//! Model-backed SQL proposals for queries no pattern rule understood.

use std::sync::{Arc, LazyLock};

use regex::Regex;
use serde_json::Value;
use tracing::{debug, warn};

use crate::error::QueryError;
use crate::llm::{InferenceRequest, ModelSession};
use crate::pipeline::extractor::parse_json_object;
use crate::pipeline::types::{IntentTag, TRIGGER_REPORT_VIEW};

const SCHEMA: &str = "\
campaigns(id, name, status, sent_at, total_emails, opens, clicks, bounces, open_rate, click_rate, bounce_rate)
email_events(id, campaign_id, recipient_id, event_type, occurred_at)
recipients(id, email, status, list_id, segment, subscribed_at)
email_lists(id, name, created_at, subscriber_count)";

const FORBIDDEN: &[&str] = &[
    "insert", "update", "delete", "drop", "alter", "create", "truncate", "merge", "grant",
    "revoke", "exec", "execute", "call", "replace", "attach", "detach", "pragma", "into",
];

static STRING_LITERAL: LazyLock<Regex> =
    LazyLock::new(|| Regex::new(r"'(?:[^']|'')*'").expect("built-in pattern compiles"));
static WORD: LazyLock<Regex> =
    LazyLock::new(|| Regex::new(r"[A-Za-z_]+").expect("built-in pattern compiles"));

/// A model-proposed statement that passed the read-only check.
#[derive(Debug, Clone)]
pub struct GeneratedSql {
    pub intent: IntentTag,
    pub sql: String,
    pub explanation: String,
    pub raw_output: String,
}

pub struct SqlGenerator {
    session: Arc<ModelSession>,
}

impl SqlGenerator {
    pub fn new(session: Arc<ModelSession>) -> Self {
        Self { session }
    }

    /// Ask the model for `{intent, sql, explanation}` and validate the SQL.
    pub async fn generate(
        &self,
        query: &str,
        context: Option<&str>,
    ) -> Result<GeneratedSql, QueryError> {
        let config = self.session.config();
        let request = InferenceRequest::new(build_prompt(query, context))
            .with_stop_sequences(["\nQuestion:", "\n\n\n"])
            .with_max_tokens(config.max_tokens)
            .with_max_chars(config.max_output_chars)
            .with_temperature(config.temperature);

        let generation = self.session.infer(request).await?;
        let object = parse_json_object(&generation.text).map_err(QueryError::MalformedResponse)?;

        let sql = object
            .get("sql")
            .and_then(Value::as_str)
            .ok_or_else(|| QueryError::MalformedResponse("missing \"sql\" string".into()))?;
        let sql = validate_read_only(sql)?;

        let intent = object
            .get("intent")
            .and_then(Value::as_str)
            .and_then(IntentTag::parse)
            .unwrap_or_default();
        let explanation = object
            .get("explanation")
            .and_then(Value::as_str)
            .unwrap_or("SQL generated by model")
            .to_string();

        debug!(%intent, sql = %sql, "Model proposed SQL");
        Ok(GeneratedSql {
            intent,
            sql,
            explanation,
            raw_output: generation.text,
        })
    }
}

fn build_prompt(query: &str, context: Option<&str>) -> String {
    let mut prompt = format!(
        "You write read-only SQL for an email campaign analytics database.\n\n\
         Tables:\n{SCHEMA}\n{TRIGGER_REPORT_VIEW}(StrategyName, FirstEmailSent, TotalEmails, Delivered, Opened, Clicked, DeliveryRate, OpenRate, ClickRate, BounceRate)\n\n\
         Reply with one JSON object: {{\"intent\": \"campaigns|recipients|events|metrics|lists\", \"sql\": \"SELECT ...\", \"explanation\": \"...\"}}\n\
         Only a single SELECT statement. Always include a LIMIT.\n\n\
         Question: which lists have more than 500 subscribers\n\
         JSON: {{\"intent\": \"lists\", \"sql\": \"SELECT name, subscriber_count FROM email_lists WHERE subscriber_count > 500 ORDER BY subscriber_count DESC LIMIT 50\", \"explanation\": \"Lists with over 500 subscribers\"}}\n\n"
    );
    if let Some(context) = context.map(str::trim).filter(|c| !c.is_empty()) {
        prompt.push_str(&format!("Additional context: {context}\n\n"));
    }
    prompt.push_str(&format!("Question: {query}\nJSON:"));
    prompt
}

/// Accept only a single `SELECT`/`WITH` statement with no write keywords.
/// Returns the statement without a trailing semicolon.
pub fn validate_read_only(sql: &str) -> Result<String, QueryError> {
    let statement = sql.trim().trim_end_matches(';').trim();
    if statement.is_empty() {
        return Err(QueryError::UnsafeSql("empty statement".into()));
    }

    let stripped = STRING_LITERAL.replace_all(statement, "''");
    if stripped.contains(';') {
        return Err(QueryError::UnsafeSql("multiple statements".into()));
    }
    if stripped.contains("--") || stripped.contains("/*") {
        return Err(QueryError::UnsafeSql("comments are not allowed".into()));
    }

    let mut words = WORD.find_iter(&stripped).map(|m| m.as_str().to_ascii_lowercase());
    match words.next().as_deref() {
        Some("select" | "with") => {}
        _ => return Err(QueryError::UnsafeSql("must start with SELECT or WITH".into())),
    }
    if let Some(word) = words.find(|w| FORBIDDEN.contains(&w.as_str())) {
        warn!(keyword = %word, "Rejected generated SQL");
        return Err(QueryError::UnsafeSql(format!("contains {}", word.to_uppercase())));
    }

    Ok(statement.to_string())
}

### Task goal:
Write every entry out again, exactly as it stands.

### Solved exercise:
//! Model-backed SQL proposals for queries no pattern rule understood.

use std::sync::{Arc, LazyLock};

use regex::Regex;
use serde_json::Value;
use tracing::{debug, warn};

use crate::error::QueryError;
use crate::llm::{InferenceRequest, ModelSession};
use crate::pipeline::extractor::parse_json_object;
use crate::pipeline::types::{IntentTag, TRIGGER_REPORT_VIEW};

const SCHEMA: &str = "\
campaigns(id, name, status, sent_at, total_emails, opens, clicks, bounces, open_rate, click_rate, bounce_rate)
email_events(id, campaign_id, recipient_id, event_type, occurred_at)
recipients(id, email, status, list_id, segment, subscribed_at)
email_lists(id, name, created_at, subscriber_count)";

const FORBIDDEN: &[&str] = &[
    "insert", "update", "delete", "drop", "alter", "create", "truncate", "merge", "grant",
    "revoke", "exec", "execute", "call", "replace", "attach", "detach", "pragma", "into",
];

static STRING_LITERAL: LazyLock<Regex> =
    LazyLock::new(|| Regex::new(r"'(?:[^']|'')*'").expect("built-in pattern compiles"));
static WORD: LazyLock<Regex> =
    LazyLock::new(|| Regex::new(r"[A-Za-z_]+").expect("built-in pattern compiles"));

/// A model-proposed statement that passed the read-only check.
#[derive(Debug, Clone)]
pub struct GeneratedSql {
    pub intent: IntentTag,
    pub sql: String,
    pub explanation: String,
    pub raw_output: String,
}

pub struct SqlGenerator {
    session: Arc<ModelSession>,
}

impl SqlGenerator {
    pub fn new(session: Arc<ModelSession>) -> Self {
        Self { session }
    }

    /// Ask the model for `{intent, sql, explanation}` and validate the SQL.
    pub async fn generate(
        &self,
        query: &str,
        context: Option<&str>,
    ) -> Result<GeneratedSql, QueryError> {
        let config = self.session.config();
        let request = InferenceRequest::new(build_prompt(query, context))
            .with_stop_sequences(["\nQuestion:", "\n\n\n"])
            .with_max_tokens(config.max_tokens)
            .with_max_chars(config.max_output_chars)
            .with_temperature(config.temperature);

        let generation = self.session.infer(request).await?;
        let object = parse_json_object(&generation.text).map_err(QueryError::MalformedResponse)?;

        let sql = object
            .get("sql")
            .and_then(Value::as_str)
            .ok_or_else(|| QueryError::MalformedResponse("missing \"sql\" string".into()))?;
        let sql = validate_read_only(sql)?;

        let intent = object
            .get("intent")
            .and_then(Value::as_str)
            .and_then(IntentTag::parse)
            .unwrap_or_default();
        let explanation = object
            .get("explanation")
            .and_then(Value::as_str)
            .unwrap_or("SQL generated by model")
            .to_string();

        debug!(%intent, sql = %sql, "Model proposed SQL");
        Ok(GeneratedSql {
            intent,
            sql,
            explanation,
            raw_output: generation.text,
        })
    }
}

fn build_prompt(query: &str, context: Option<&str>) -> String {
    let mut prompt = format!(
        "You write read-only SQL for an email campaign analytics database.\n\n\
         Tables:\n{SCHEMA}\n{TRIGGER_REPORT_VIEW}(StrategyName, FirstEmailSent, TotalEmails, Delivered, Opened, Clicked, DeliveryRate, OpenRate, ClickRate, BounceRate)\n\n\
         Reply with one JSON object: {{\"intent\": \"campaigns|recipients|events|metrics|lists\", \"sql\": \"SELECT ...\", \"explanation\": \"...\"}}\n\
         Only a single SELECT statement. Always include a LIMIT.\n\n\
         Question: which lists have more than 500 subscribers\n\
         JSON: {{\"intent\": \"lists\", \"sql\": \"SELECT name, subscriber_count FROM email_lists WHERE subscriber_count > 500 ORDER BY subscriber_count DESC LIMIT 50\", \"explanation\": \"Lists with over 500 subscribers\"}}\n\n"
    );
    if let Some(context) = context.map(str::trim).filter(|c| !c.is_empty()) {
        prompt.push_str(&format!("Additional context: {context}\n\n"));
    }
    prompt.push_str(&format!("Question: {query}\nJSON:"));
    prompt
}

/// Accept only a single `SELECT`/`WITH` statement with no write keywords.
/// Returns the statement without a trailing semicolon.
pub fn validate_read_only(sql: &str) -> Result<String, QueryError> {
    let statement = sql.trim().trim_end_matches(';').trim();
    if statement.is_empty() {
        return Err(QueryError::UnsafeSql("empty statement".into()));
    }

    let stripped = STRING_LITERAL.replace_all(statement, "''");
    if stripped.contains(';') {
        return Err(QueryError::UnsafeSql("multiple statements".into()));
    }
    if stripped.contains("--") || stripped.contains("/*") {
        return Err(QueryError::UnsafeSql("comments are not allowed".into()));
    }

    let mut words = WORD.find_iter(&stripped).map(|m| m.as_str().to_ascii_lowercase());
    match words.next().as_deref() {
        Some("select" | "with") => {}
        _ => return Err(QueryError::UnsafeSql("must start with SELECT or WITH".into())),
    }
    if let Some(word) = words.find(|w| FORBIDDEN.contains(&w.as_str())) {
        warn!(keyword = %word, "Rejected generated SQL");
        return Err(QueryError::UnsafeSql(format!("contains {}", word.to_uppercase())));
    }

    Ok(statement.to_string())
}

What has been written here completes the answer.